Records drawn from a dataset
[Start of Attachment]
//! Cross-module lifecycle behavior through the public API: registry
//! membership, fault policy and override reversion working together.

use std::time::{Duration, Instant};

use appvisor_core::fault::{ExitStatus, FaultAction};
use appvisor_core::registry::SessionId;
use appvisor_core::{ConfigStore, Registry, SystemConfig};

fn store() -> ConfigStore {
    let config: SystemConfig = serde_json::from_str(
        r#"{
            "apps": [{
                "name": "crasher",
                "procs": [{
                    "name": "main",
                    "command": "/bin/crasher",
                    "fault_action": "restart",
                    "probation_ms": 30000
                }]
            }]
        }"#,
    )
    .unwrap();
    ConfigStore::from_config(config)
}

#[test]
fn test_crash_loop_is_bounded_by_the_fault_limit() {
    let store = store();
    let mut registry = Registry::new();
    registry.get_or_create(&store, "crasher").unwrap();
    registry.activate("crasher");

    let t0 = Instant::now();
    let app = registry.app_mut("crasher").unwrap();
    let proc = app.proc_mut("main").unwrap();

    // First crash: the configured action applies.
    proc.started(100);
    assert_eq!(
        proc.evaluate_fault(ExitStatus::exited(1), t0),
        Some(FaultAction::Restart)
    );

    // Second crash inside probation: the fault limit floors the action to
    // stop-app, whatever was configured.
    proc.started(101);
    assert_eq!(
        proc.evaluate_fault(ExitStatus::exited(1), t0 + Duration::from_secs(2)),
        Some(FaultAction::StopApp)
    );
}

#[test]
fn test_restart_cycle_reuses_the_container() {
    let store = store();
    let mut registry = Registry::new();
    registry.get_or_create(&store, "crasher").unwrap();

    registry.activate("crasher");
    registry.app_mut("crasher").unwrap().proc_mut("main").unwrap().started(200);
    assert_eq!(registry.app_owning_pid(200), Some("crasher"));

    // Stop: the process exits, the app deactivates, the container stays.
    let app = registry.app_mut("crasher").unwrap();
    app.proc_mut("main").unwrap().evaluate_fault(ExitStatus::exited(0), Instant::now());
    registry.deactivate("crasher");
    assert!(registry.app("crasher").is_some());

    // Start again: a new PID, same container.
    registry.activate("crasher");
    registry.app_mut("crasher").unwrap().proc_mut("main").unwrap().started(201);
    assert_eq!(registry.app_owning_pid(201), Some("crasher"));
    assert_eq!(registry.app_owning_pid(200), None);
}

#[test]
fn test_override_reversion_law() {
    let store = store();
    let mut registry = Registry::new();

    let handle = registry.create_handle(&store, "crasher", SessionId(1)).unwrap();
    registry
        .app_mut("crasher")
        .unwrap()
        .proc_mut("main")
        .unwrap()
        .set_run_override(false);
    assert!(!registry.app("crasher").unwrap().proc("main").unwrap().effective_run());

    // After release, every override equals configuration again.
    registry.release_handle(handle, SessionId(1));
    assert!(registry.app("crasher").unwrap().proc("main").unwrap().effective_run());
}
[End of Attachment]
Problem description —
Search the data for "ConfigStore" and list every line in which it occurs.

Exercise response —
use appvisor_core::{ConfigStore, Registry, SystemConfig};
fn store() -> ConfigStore {
    ConfigStore::from_config(config)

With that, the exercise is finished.